The font size in a few places is too small:
- The terminal. This doesn't happen with OpenBSD or with Linux, the default font size there is useful from the start.
- Some websites that do not set font size and use the default (eg duckduckgo) display smaller text, using a browser that also doesn't change default font size.
- The text during boot and in the system console is smaller than in other OSes. (Is Xorg getting the default font size from the system?)

I do not wish to change the resolution (1920x1080), since everything else is of proper size, it only affects some text that uses the default font size, I assume. How can I change the font size in xorg so that the apps show readable text?


----------



## SirDice (Dec 5, 2019)

There isn't really a 'default' font. Depending on which terminal application you refer to it's going to depend on how to set its font. For the traditional xterm you can set a font (and its size) using X resources. Gnome Terminal has its own settings in preferences, same for KDE terminal.

For terminal applications I prefer to set it to x11-fonts/terminus-font as it's a nice clean fixed-width font.


----------



## Deleted member 48958 (Dec 5, 2019)

If you're using simple window manager and want all font sizes to look nice in all applications, while using X,
add "`Xft.dpi: 96`" to your ~/.Xresources file, also add `xrdb -merge ~/.Xresources` to WM autostart.
Some additional default xft settings may be also configured via ~/.Xresources file:

```
! Xft --------------------------------------------------
Xft.dpi:					96
Xft.autohint:				0
Xft.antialias:				1
Xft.hinting:				1
Xft.rgba:					rgb
Xft.hintstyle:				hintslight
Xft.lcdfilter:				lcddefault
```


----------



## user6020 (Dec 5, 2019)

ILUXA said:


> If you're using simple window manager and want all font sizes to look nice in all applications, while using X,
> add "`Xft.dpi: 96`" to your ~/.Xresources file, also add `xrdb -merge ~/.Xresources` to WM autostart.
> Some additional default xft settings may be also configured via ~/.Xresources file:
> 
> ...



Thanks for answering. I've tried what you suggested, but the font size of both the terminal and duckduckgo didn't change, they are still small. What did increase is the height and text size of the WM panel/taskbar.



SirDice said:


> There isn't really a 'default' font. Depending on which terminal application you refer to it's going to depend on how to set its font. For the traditional xterm you can set a font (and its size) using X resources. Gnome Terminal has its own settings in preferences, same for KDE terminal.
> 
> For terminal applications I prefer to set it to x11-fonts/terminus-font as it's a nice clean fixed-width font.

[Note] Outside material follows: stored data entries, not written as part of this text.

use std::collections::{HashMap, HashSet};
use std::path::Path;
use std::sync::{Arc, Mutex};
use std::time::{Duration, SystemTime, UNIX_EPOCH};

use jpdict_download::manifest::{self, Manifest};
use jpdict_download::stream::{DEFAULT_MAX_PROGRESS_RESOLUTION, DEFAULT_STALL_TIMEOUT};
use jpdict_parse::{KanjiCodec, NameCodec, RadicalCodec, WordCodec};
use jpdict_store::{
    KanjiSeries, NameSeries, RadicalSeries, Store, WordSeries, CURRENT_SCHEMA_VERSION,
    DEFAULT_BATCH_SIZE,
};
use jpdict_sync::{self, Action, InFlightRegistry, SyncError, UpdateState};
use jpdict_types::{KanjiRecord, KanjiResult, NameQueryResult, Series, SeriesSet};
use tokio::sync::{broadcast, RwLock};
use tokio_util::sync::CancellationToken;
use tracing::info;

use crate::error::Error;
use crate::events::ChangeEvent;
use crate::kanji::{self, RadicalCache};
use crate::names;
use crate::status::{DatabaseState, SeriesStatus};

/// The major manifest version this build is coded against, used when a
/// series has never been synced before (spec.md §4.5's `update({series?,
/// lang})` has no major-version parameter; a real consumer upgrading to a
/// new major would ship a new build with a bumped constant — see
/// `DESIGN.md`).
const DEFAULT_MAJOR: u32 = 1;

/// Outcome a joined (non-leading) `update()` call receives once the lead
/// caller's update finishes, rendered to a string since the real [`Error`]
/// carries non-`Clone` sources (sled/bincode errors) that can't be replayed
/// to every waiter as-is (spec.md §4.5 "new series are appended to its
/// queue and the current promise returned").
type SharedOutcome = Arc<Result<(), String>>;

struct InFlight {
    lang: String,
    token: CancellationToken,
    tx: broadcast::Sender<SharedOutcome>,
}

enum JoinOrLead {
    Lead(CancellationToken, broadcast::Sender<SharedOutcome>),
    Join(broadcast::Receiver<SharedOutcome>),
}

/// Tunables that used to be crate-wide constants, now exposed so a `Config`
/// layer (see `jpdict-cli`) can override them per deployment (SPEC_FULL.md
/// §1 "Configuration"). [`Default`] reproduces the previous hardcoded
/// behavior.
#[derive(Debug, Clone)]
pub struct DatabaseOptions {
    pub schema_version: u32,
    pub max_progress_resolution: f64,
    pub batch_size: usize,
    pub stall_timeout: Duration,
}

impl Default for DatabaseOptions {
    fn default() -> Self {
        Self {
            schema_version: CURRENT_SCHEMA_VERSION,
            max_progress_resolution: DEFAULT_MAX_PROGRESS_RESOLUTION,
            batch_size: DEFAULT_BATCH_SIZE,
            stall_timeout: DEFAULT_STALL_TIMEOUT,
        }
    }
}

/// Single public entry point over the Store (spec.md §4.5): owns the
/// embedded store, serializes/coalesces per-series updates, and layers
/// radical/component/related-kanji resolution on top of raw records.
pub struct Database {
    store: Store,
    client: reqwest::Client,
    base_url: String,
    options: DatabaseOptions,
    registry: InFlightRegistry,
    manifests: Mutex<HashMap<String, Manifest>>,
    in_progress: Mutex<HashMap<Series, InFlight>>,
    radical_cache: RwLock<Option<Arc<RadicalCache>>>,
    statuses: Mutex<HashMap<Series, SeriesStatus>>,
    change_tx: broadcast::Sender<ChangeEvent>,
}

The thing is I've used the exact same setup in OpenBSD and Linux and never had to deal with any font size issues. I don't see how that's an app's problem.


----------



## Deleted member 48958 (Dec 5, 2019)

You should relogin after adding `xrdb -merge ~/.Xresources` to your WM startup script, or to ~/.xinitrc, if you're using `startx` to start X server. This will fix font size in GUI applications, to change font size in terminal emulators or panels, see its manual pages for the "how to".


----------



## Sevendogsbsd (Dec 5, 2019)

You can't say "default" with respect to fonts in FreeBSD because there is no visual environment installed by default in FreeBSD. You have to do all of the installation and configuration yourself. None of the packages for xorg are part of the base OS. You cannot compare OpenBSD and Linux because they are apples and oranges. Linux especially so.


----------



## scottro (Dec 5, 2019)

Are you using a hires display?  I have a hires yoga2 laptop, and I give a few tips on dealing with the hires on my page http://srobb.net/yoga2.html

In a nutshell, you can try increasing that dpi to 192 and giving a font size in .Xdefaults, like (if you have the terminus font) 

```
URxvt*font:xft:Terminus:size=24
```
The ArchLinux wiki has an article as well.  https://wiki.archlinux.org/index.php/HiDPI

You can also use xrandr.  I tend to use, on my yoga2 
	
	



```
xrandr --output eDP1 --scale .7x.7
```
  (The lower the number, the bigger the font).  As for console, https://lme.postach.io/post/changing-console-resolution-in-freebsd-10-with-vt-4  gives some tips that worked for me.


----------



## user6020 (Dec 5, 2019)

ILUXA said:


> You should relogin after adding `xrdb -merge ~/.Xresources` to your WM startup script, or to ~/.xinitrc, if you're using `startx` to start X server. This will fix font size in GUI applications, to change font size in terminal emulators or panels, see its manual pages for the "how to".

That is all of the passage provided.